The plan was to record the graduation walk June 1, 2, and 5 with only five students allowed in the school at a time, along with two guests each to film the walk. The district also planned to film the valedictorian and salutatorian speeches at different times. A video would be put together with the walks, speeches, a greeting from high school teachers, and a tribute to the class of 1970. That video was going to be shown on graduation night and Hudson and Larrimore planned to speak live. The event would also be live streamed on Facebook.
“It is quite a production. There have been a lot of steps,” Hudson said. “We’re just trying to make the best of this situation as we can. We wanted a way to share the graduation with as many people as possible.”
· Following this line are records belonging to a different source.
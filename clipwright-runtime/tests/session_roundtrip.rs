use std::sync::Arc;
use std::time::Duration;

use clipwright_core::config::{AppConfig, TimingSettings};
use clipwright_core::types::{BufferItem, SessionState};
use clipwright_engine::traits::ResponseProvider;
use clipwright_platform::test::{MemoryDriver, RecordingNotifier};
use clipwright_runtime::llm::ChatResponseProvider;
use clipwright_runtime::runtime_controller::build_controller_with_key;
use wiremock::matchers::{body_string_contains, header, method, path};
use wiremock::{Mock, MockServer, ResponseTemplate};

fn config_for(server: &MockServer) -> AppConfig {
    let mut cfg = AppConfig::default();
    cfg.provider.base_url = format!("{}/v1beta/openai", server.uri());
    cfg.provider.model = "mock-flash".into();
    cfg.provider.system_prompt = Some("You are concise.".into());
    cfg.timing = TimingSettings::immediate();
    cfg
}

#[tokio::test]
async fn provider_sends_numbered_items_and_strips_reasoning() {
    let server = MockServer::start().await;
    Mock::given(method("POST"))
        .and(path("/v1beta/openai/chat/completions"))
        .and(header("authorization", "Bearer k-123"))
        .and(body_string_contains("--- Item 1 ---\\nfirst"))
        .and(body_string_contains("--- Item 2 ---\\nsecond"))
        .respond_with(ResponseTemplate::new(200).set_body_json(serde_json::json!({
            "choices": [{"message": {"content": "done"}, "finish_reason": "stop"}]
        })))
        .expect(1)
        .mount(&server)
        .await;

    let cfg = config_for(&server);
    let provider = ChatResponseProvider::new(&cfg.provider, "k-123").unwrap();
    let items = [
        BufferItem::new("first").unwrap(),
        BufferItem::new("second").unwrap(),
    ];
    let reply = provider.submit(&items).await.unwrap();
    assert_eq!(reply.text, "done");
    assert_eq!(reply.model, "mock-flash");
}

#[tokio::test]
async fn missing_key_fails_without_network() {
    let server = MockServer::start().await;
    let cfg = config_for(&server);
    let provider = ChatResponseProvider::new(&cfg.provider, "").unwrap();

    let err = provider
        .submit(&[BufferItem::new("x").unwrap()])
        .await
        .unwrap_err();
    assert!(err.to_string().contains("no API key"));
    assert!(server.received_requests().await.unwrap().is_empty());
}

#[tokio::test(flavor = "multi_thread", worker_threads = 2)]
async fn controller_round_trip_against_mock_endpoint() {
    let server = MockServer::start().await;
    Mock::given(method("POST"))
        .and(path("/v1beta/openai/chat/completions"))
        .respond_with(ResponseTemplate::new(200).set_body_json(serde_json::json!({
            "model": "mock-flash-001",
            "choices": [{"message": {"content": "<think>hmm</think>The summary."}}]
        })))
        .mount(&server)
        .await;

    let driver = Arc::new(MemoryDriver::new());
    let notifier = Arc::new(RecordingNotifier::default());
    let controller = build_controller_with_key(
        &config_for(&server),
        "k".into(),
        driver.clone(),
        notifier.clone(),
    )
    .unwrap();

    controller.start_collecting().await.unwrap();
    driver.set_clipboard("notes to summarize");
    controller.add_to_buffer().await.ok();
    controller.finish_collecting().await.unwrap();

    let mut status = controller.status().await;
    for _ in 0..300 {
        if status.state == SessionState::ResponseReady {
            break;
        }
        tokio::time::sleep(Duration::from_millis(10)).await;
        status = controller.status().await;
    }
    assert_eq!(status.state, SessionState::ResponseReady);
    assert_eq!(status.response_preview.as_deref(), Some("The summary."));

    controller.paste_response().await.unwrap();
    assert_eq!(driver.pastes(), vec!["The summary.".to_string()]);
}

#[tokio::test(flavor = "multi_thread", worker_threads = 2)]
async fn http_error_lands_in_last_error() {
    let server = MockServer::start().await;
    Mock::given(method("POST"))
        .respond_with(ResponseTemplate::new(429).set_body_json(serde_json::json!({
            "error": {"message": "quota exhausted"}
        })))
        .mount(&server)
        .await;

    let driver = Arc::new(MemoryDriver::new());
    let controller = build_controller_with_key(
        &config_for(&server),
        "k".into(),
        driver.clone(),
        Arc::new(RecordingNotifier::default()),
    )
    .unwrap();

    controller.start_collecting().await.unwrap();
    driver.set_clipboard("anything");
    controller.add_to_buffer().await.ok();
    controller.finish_collecting().await.unwrap();

    let mut status = controller.status().await;
    for _ in 0..300 {
        if status.last_error.is_some() {
            break;
        }
        tokio::time::sleep(Duration::from_millis(10)).await;
        status = controller.status().await;
    }
    let err = status.last_error.expect("request should fail");
    assert!(err.contains("429") && err.contains("quota exhausted"), "{err}");
    assert_eq!(status.state, SessionState::Collecting);
}
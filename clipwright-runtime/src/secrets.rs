use anyhow::Context;

/// Where we store secrets in the OS keyring.
///
/// This is intentionally constant so upgrades don't orphan secrets.
const SERVICE: &str = "clipwright";

/// Checked in order before the keyring.
pub const API_KEY_ENV_VARS: [&str; 2] = ["CLIPWRIGHT_API_KEY", "GEMINI_API_KEY"];

#[derive(Debug, Clone, Copy, PartialEq, Eq)]
pub enum SecretKey {
    ProviderApiKey,
}

impl SecretKey {
    fn user(self) -> &'static str {
        match self {
            SecretKey::ProviderApiKey => "provider_api_key",
        }
    }
}

fn entry(key: SecretKey) -> anyhow::Result<keyring::Entry> {
    keyring::Entry::new(SERVICE, key.user()).context("create keyring entry")
}

pub fn set_secret(key: SecretKey, value: &str) -> anyhow::Result<()> {
    entry(key)?.set_password(value).context("set secret")
}

pub fn get_secret(key: SecretKey) -> anyhow::Result<Option<String>> {
    match entry(key)?.get_password() {
        Ok(v) => Ok(Some(v)),
        Err(keyring::Error::NoEntry) => Ok(None),
        Err(e) => Err(anyhow::Error::new(e)).context("get secret"),
    }
}

pub fn delete_secret(key: SecretKey) -> anyhow::Result<()> {
    match entry(key)?.delete_credential() {
        Ok(()) | Err(keyring::Error::NoEntry) => Ok(()),
        Err(e) => Err(anyhow::Error::new(e)).context("delete secret"),
    }
}

fn first_non_blank(values: impl IntoIterator<Item = Option<String>>) -> Option<String> {
    values
        .into_iter()
        .flatten()
        .map(|v| v.trim().to_string())
        .find(|v| !v.is_empty())
}

/// Environment first, then the keyring. A keyring that cannot be reached
/// (headless session, no secret service) counts as "no key".
pub fn resolve_api_key() -> Option<String> {
    let from_env = first_non_blank(API_KEY_ENV_VARS.iter().map(|v| std::env::var(v).ok()));
    if from_env.is_some() {
        return from_env;
    }

    match get_secret(SecretKey::ProviderApiKey) {
        Ok(v) => first_non_blank([v]),
        Err(e) => {
            log::warn!("keyring unavailable: {e:#}");
            None
        }
    }
}
use serde::Serialize;

use crate::request::HttpRequest;

#[derive(Clone, PartialEq)]
pub struct ChatCompletionConfig {
    pub base_url: String,
    pub api_key: String,
    pub model: String,
    pub temperature: f32,
}

impl std::fmt::Debug for ChatCompletionConfig {
    fn fmt(&self, f: &mut std::fmt::Formatter<'_>) -> std::fmt::Result {
        f.debug_struct("ChatCompletionConfig")
            .field("base_url", &self.base_url)
            .field("api_key", &"[REDACTED]")
            .field("model", &self.model)
            .field("temperature", &self.temperature)
            .finish()
    }
}

#[derive(Debug, Clone, PartialEq, Eq, Serialize)]
pub struct ChatMessage {
    pub role: &'static str,
    pub content: String,
}

impl ChatMessage {
    pub fn system(content: impl Into<String>) -> Self {
        Self {
            role: "system",
            content: content.into(),
        }
    }

    pub fn user(content: impl Into<String>) -> Self {
        Self {
            role: "user",
            content: content.into(),
        }
    }
}

#[derive(Serialize)]
struct ChatPayload<'a> {
    model: &'a str,
    messages: &'a [ChatMessage],
    temperature: f32,
}

/// System message first (if any), then the user's message.
pub fn chat_messages(system_prompt: Option<&str>, user: String) -> Vec<ChatMessage> {
    system_prompt
        .map(str::trim)
        .filter(|s| !s.is_empty())
        .map(ChatMessage::system)
        .into_iter()
        .chain(std::iter::once(ChatMessage::user(user)))
        .collect()
}

pub fn build_chat_completions_request(
    cfg: &ChatCompletionConfig,
    messages: &[ChatMessage],
) -> anyhow::Result<HttpRequest> {
    let payload = ChatPayload {
        model: &cfg.model,
        messages,
        temperature: cfg.temperature,
    };
    let json = serde_json::to_string(&payload)?;

    Ok(
        HttpRequest::post_json(join_url(&cfg.base_url, "chat/completions"), json)
            .with_header("Authorization", format!("Bearer {}", cfg.api_key)),
    )
}

fn join_url(base: &str, path: &str) -> String {
    format!(
        "{}/{}",
        base.trim_end_matches('/'),
        path.trim_start_matches('/')
    )
}
use anyhow::Context;
use clipwright_core::config::ProviderSettings;
use clipwright_core::text::build_collection_prompt;
use clipwright_core::types::BufferItem;
use clipwright_engine::traits::{GeneratedResponse, ResponseProvider};
use clipwright_providers::openai_compatible::{
    ChatCompletionConfig, build_chat_completions_request, chat_messages,
};
use clipwright_providers::parse::parse_chat_completion;
use clipwright_providers::runtime::{HttpClient, HttpTimeouts};

const PROVIDER_NAME: &str = "openai-compatible";

/// Sends a collected batch to an OpenAI-compatible chat endpoint.
#[derive(Clone)]
pub struct ChatResponseProvider {
    client: HttpClient,
    chat: ChatCompletionConfig,
    system_prompt: Option<String>,
}

impl std::fmt::Debug for ChatResponseProvider {
    fn fmt(&self, f: &mut std::fmt::Formatter<'_>) -> std::fmt::Result {
        f.debug_struct("ChatResponseProvider")
            .field("chat", &self.chat)
            .field("system_prompt", &self.system_prompt.is_some())
            .finish()
    }
}

impl ChatResponseProvider {
    pub fn new(settings: &ProviderSettings, api_key: impl Into<String>) -> anyhow::Result<Self> {
        Ok(Self {
            client: HttpClient::new(HttpTimeouts::default())?,
            chat: ChatCompletionConfig {
                base_url: settings.base_url.clone(),
                api_key: api_key.into(),
                model: settings.model.clone(),
                temperature: settings.temperature,
            },
            system_prompt: settings.system_prompt.clone(),
        })
    }

    pub fn model(&self) -> &str {
        &self.chat.model
    }
}

#[async_trait::async_trait]
impl ResponseProvider for ChatResponseProvider {
    async fn submit(&self, items: &[BufferItem]) -> anyhow::Result<GeneratedResponse> {
        if self.chat.api_key.trim().is_empty() {
            anyhow::bail!(
                "no API key configured; set CLIPWRIGHT_API_KEY or store one in the keyring"
            );
        }

        let prompt = build_collection_prompt(items);
        let messages = chat_messages(self.system_prompt.as_deref(), prompt);
        let req = build_chat_completions_request(&self.chat, &messages)?;

        log::info!("requesting response for {} items from {}", items.len(), self.chat.model);
        let body = self
            .client
            .execute(&req)
            .await?
            .into_success_body()
            .with_context(|| format!("{PROVIDER_NAME} ({})", self.chat.model))?;
        let reply = parse_chat_completion(&body)?;

        if let Some(reason) = reply.finish_reason.as_deref().filter(|r| *r != "stop") {
            log::warn!("response finished early: {reason}");
        }

        Ok(GeneratedResponse {
            text: reply.content,
            provider: PROVIDER_NAME.into(),
            model: reply.model.unwrap_or_else(|| self.chat.model.clone()),
        })
    }
}
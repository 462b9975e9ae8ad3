use anyhow::{Context, anyhow};
use serde::Deserialize;
use serde_json::Value;

#[derive(Debug, Clone, PartialEq, Eq)]
pub struct ChatCompletion {
    pub content: String,
    /// Model reported by the server, if any.
    pub model: Option<String>,
    pub finish_reason: Option<String>,
}

#[derive(Debug, Deserialize)]
struct ChatResponse {
    #[serde(default)]
    model: Option<String>,
    #[serde(default)]
    choices: Vec<Choice>,
}

#[derive(Debug, Deserialize)]
struct Choice {
    message: Message,
    #[serde(default)]
    finish_reason: Option<String>,
}

#[derive(Debug, Deserialize)]
struct Message {
    #[serde(default)]
    content: Option<Value>,
}

// Some gateways return content as a list of typed parts instead of a string.
fn content_text(content: Value) -> Option<String> {
    match content {
        Value::String(s) => Some(s),
        Value::Array(parts) => {
            let text: String = parts
                .iter()
                .filter_map(|p| p.get("text").and_then(Value::as_str))
                .collect();
            Some(text)
        }
        _ => None,
    }
}

pub fn parse_chat_completion(body: &[u8]) -> anyhow::Result<ChatCompletion> {
    let resp: ChatResponse = serde_json::from_slice(body).context("decode chat JSON")?;
    let choice = resp
        .choices
        .into_iter()
        .next()
        .ok_or_else(|| anyhow!("chat completion response has no choices"))?;
    let content = choice
        .message
        .content
        .and_then(content_text)
        .ok_or_else(|| anyhow!("no content in chat completion response"))?;

    Ok(ChatCompletion {
        content,
        model: resp.model,
        finish_reason: choice.finish_reason,
    })
}

/// `error.message` from an OpenAI-style error body (also accepts a bare
/// list of such objects, which some endpoints send).
pub fn parse_api_error(body: &[u8]) -> Option<String> {
    let v: Value = serde_json::from_slice(body).ok()?;
    let obj = match &v {
        Value::Array(items) => items.first()?,
        other => other,
    };
    obj.get("error")?
        .get("message")?
        .as_str()
        .map(str::to_string)
}
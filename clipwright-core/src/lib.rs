pub mod config;
pub mod keymap;
pub mod text;
pub mod types;

// Keep the public surface small and intentional.
pub use config::*;
pub use keymap::*;
pub use text::*;
pub use types::*;
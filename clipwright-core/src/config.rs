use serde::{Deserialize, Serialize};
use std::time::Duration;

#[derive(Debug, Clone, PartialEq, Serialize, Deserialize)]
#[serde(default)]
pub struct ProviderSettings {
    pub base_url: String,
    pub model: String,
    pub temperature: f32,
    pub system_prompt: Option<String>,
}

impl Default for ProviderSettings {
    fn default() -> Self {
        Self {
            base_url: "https://generativelanguage.googleapis.com/v1beta/openai".into(),
            model: "gemini-2.5-flash".into(),
            temperature: 0.3,
            system_prompt: None,
        }
    }
}

#[derive(Debug, Clone, PartialEq, Eq, Serialize, Deserialize)]
#[serde(default)]
pub struct TimingSettings {
    pub clipboard_poll_ms: u64,
    pub clipboard_backoff_ms: u64,
    pub clipboard_settle_ms: u64,
    // 15ms per character is ~67 chars/s at 1.0x.
    pub base_char_interval_ms: u64,
    pub typing_start_delay_ms: u64,
    pub stop_timeout_ms: u64,
    pub paste_restore_delay_ms: u64,
}

impl Default for TimingSettings {
    fn default() -> Self {
        Self {
            clipboard_poll_ms: 200,
            clipboard_backoff_ms: 500,
            clipboard_settle_ms: 100,
            base_char_interval_ms: 15,
            typing_start_delay_ms: 3000,
            stop_timeout_ms: 1000,
            paste_restore_delay_ms: 2000,
        }
    }
}

impl TimingSettings {
    /// All waits zeroed except the ones that must stay positive. Handy for tests.
    pub fn immediate() -> Self {
        Self {
            clipboard_poll_ms: 10,
            clipboard_backoff_ms: 20,
            clipboard_settle_ms: 0,
            base_char_interval_ms: 1,
            typing_start_delay_ms: 0,
            stop_timeout_ms: 1000,
            paste_restore_delay_ms: 0,
        }
    }

    pub fn clipboard_poll(&self) -> Duration {
        Duration::from_millis(self.clipboard_poll_ms.max(1))
    }

    pub fn clipboard_backoff(&self) -> Duration {
        Duration::from_millis(self.clipboard_backoff_ms.max(1))
    }

    pub fn clipboard_settle(&self) -> Duration {
        Duration::from_millis(self.clipboard_settle_ms)
    }

    pub fn base_char_interval(&self) -> Duration {
        Duration::from_millis(self.base_char_interval_ms)
    }

    pub fn typing_start_delay(&self) -> Duration {
        Duration::from_millis(self.typing_start_delay_ms)
    }

    pub fn stop_timeout(&self) -> Duration {
        Duration::from_millis(self.stop_timeout_ms)
    }

    pub fn paste_restore_delay(&self) -> Duration {
        Duration::from_millis(self.paste_restore_delay_ms)
    }

    /// Characters per second at the given multiplier.
    pub fn chars_per_second(&self, multiplier: f64) -> f64 {
        if self.base_char_interval_ms == 0 {
            return f64::INFINITY;
        }
        1000.0 / self.base_char_interval_ms as f64 * multiplier
    }
}

#[derive(Debug, Clone, PartialEq, Serialize, Deserialize)]
#[serde(default)]
pub struct AppConfig {
    pub provider: ProviderSettings,
    pub timing: TimingSettings,
    pub notifications_enabled: bool,

    // Secrets are stored outside this struct at rest.
    pub api_key_present: bool,
}

impl Default for AppConfig {
    fn default() -> Self {
        Self {
            provider: ProviderSettings::default(),
            timing: TimingSettings::default(),
            notifications_enabled: true,
            api_key_present: false,
        }
    }
}
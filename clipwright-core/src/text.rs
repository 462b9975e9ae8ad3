use crate::types::BufferItem;
use regex::Regex;
use std::sync::OnceLock;

fn reasoning_block_re() -> &'static Regex {
    static RE: OnceLock<Regex> = OnceLock::new();
    RE.get_or_init(|| {
        Regex::new(r"(?s)<thinking>.*?</thinking>|<think>.*?</think>|<reasoning>.*?</reasoning>")
            .expect("valid reasoning regex")
    })
}

const PROMPT_HEADER: &str = "Please analyze and respond to the following collected items:";
const PROMPT_FOOTER: &str = "Please provide a helpful response based on these items.";

/// Builds the single user message sent for a collection.
pub fn build_collection_prompt(items: &[BufferItem]) -> String {
    let mut parts: Vec<String> = Vec::with_capacity(items.len() * 3 + 3);
    parts.push(PROMPT_HEADER.into());
    parts.push(String::new());

    for (i, item) in items.iter().enumerate() {
        parts.push(format!("--- Item {} ---", i + 1));
        parts.push(item.as_str().to_string());
        parts.push(String::new());
    }

    parts.push(PROMPT_FOOTER.into());
    parts.join("\n")
}

/// Strips model reasoning blocks and surrounding whitespace.
pub fn filter_response_output(text: &str) -> String {
    let out = reasoning_block_re().replace_all(text, "");
    out.trim().to_string()
}

/// Single-line preview, cut at `max_chars` characters with an ellipsis.
pub fn preview_text(text: &str, max_chars: usize) -> String {
    let flat: String = text
        .chars()
        .map(|c| if c == '\n' || c == '\r' || c == '\t' { ' ' } else { c })
        .collect();

    if flat.chars().count() <= max_chars {
        return flat;
    }

    let mut out: String = flat.chars().take(max_chars).collect();
    out.push_str("...");
    out
}

#[cfg(test)]
mod tests {
    use super::*;

    #[test]
    fn prompt_numbers_items_in_order() {
        let items = vec![
            BufferItem::new("first").unwrap(),
            BufferItem::new("second").unwrap(),
        ];
        let prompt = build_collection_prompt(&items);
        assert!(prompt.starts_with(PROMPT_HEADER));
        assert!(prompt.ends_with(PROMPT_FOOTER));
        let one = prompt.find("--- Item 1 ---\nfirst").unwrap();
        let two = prompt.find("--- Item 2 ---\nsecond").unwrap();
        assert!(one < two);
    }

    #[test]
    fn response_filter_strips_reasoning() {
        assert_eq!(
            filter_response_output("<think>plan</think>\n  Answer  "),
            "Answer"
        );
        assert_eq!(filter_response_output("<reasoning>x</reasoning>"), "");
    }

    #[test]
    fn preview_flattens_and_truncates() {
        assert_eq!(preview_text("a\nb", 10), "a b");
        assert_eq!(preview_text("abcdef", 3), "abc...");
        assert_eq!(preview_text("héllo", 5), "héllo");
    }
}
Now that gatherings of 250 people will be allowed next month, Larrimore said the district no longer plans to film the graduation walk, instead the outdoor ceremony is back on. Seniors will be seated on the football field, six feet apart, and guests will be allowed to sit in the bleachers at that same distance. No guests will be allowed to stand at the fence during the ceremony and bathrooms will not be available to the public. Following measurement of the stands, which was scheduled to take place Wednesday, and if the approvals are granted, the number of guests each graduate can have will be announced.
The district also plans to use the leased jumbotrons with one of them to be placed inside the stadium and the other two to be located in the parking lots. Guests not able to watch the ceremony in the stadium (due to capacity limitations) will be able to watch it on the jumbotrons from their cars.
The district recommends that all elderly family members view the ceremony from their vehicles or on the livestream from their homes. All vehicles entering the campus on the day of graduation will need a ticket.
Regardless of how you view this year’s graduation ceremony, Hudson encourages the community to support this year’s graduates. “This is the future of our community. This is the future of who we are as a town,” he said.
While a number of milestone events have been cancelled this year due to COVID-19, Hudson said the biggest disappointment for seniors may be that they did not have the opportunity to go to school for the last time, since the school year was halted in March.
“They had no idea that would be the last time they would ever attend Laurel High School,” said Hudson. “There are things in life that you have no idea how big the moment will be until it happens.”
In his speech to the graduating seniors, Hudson plans to encourage them to consistently have the attitude of kindness and compassion.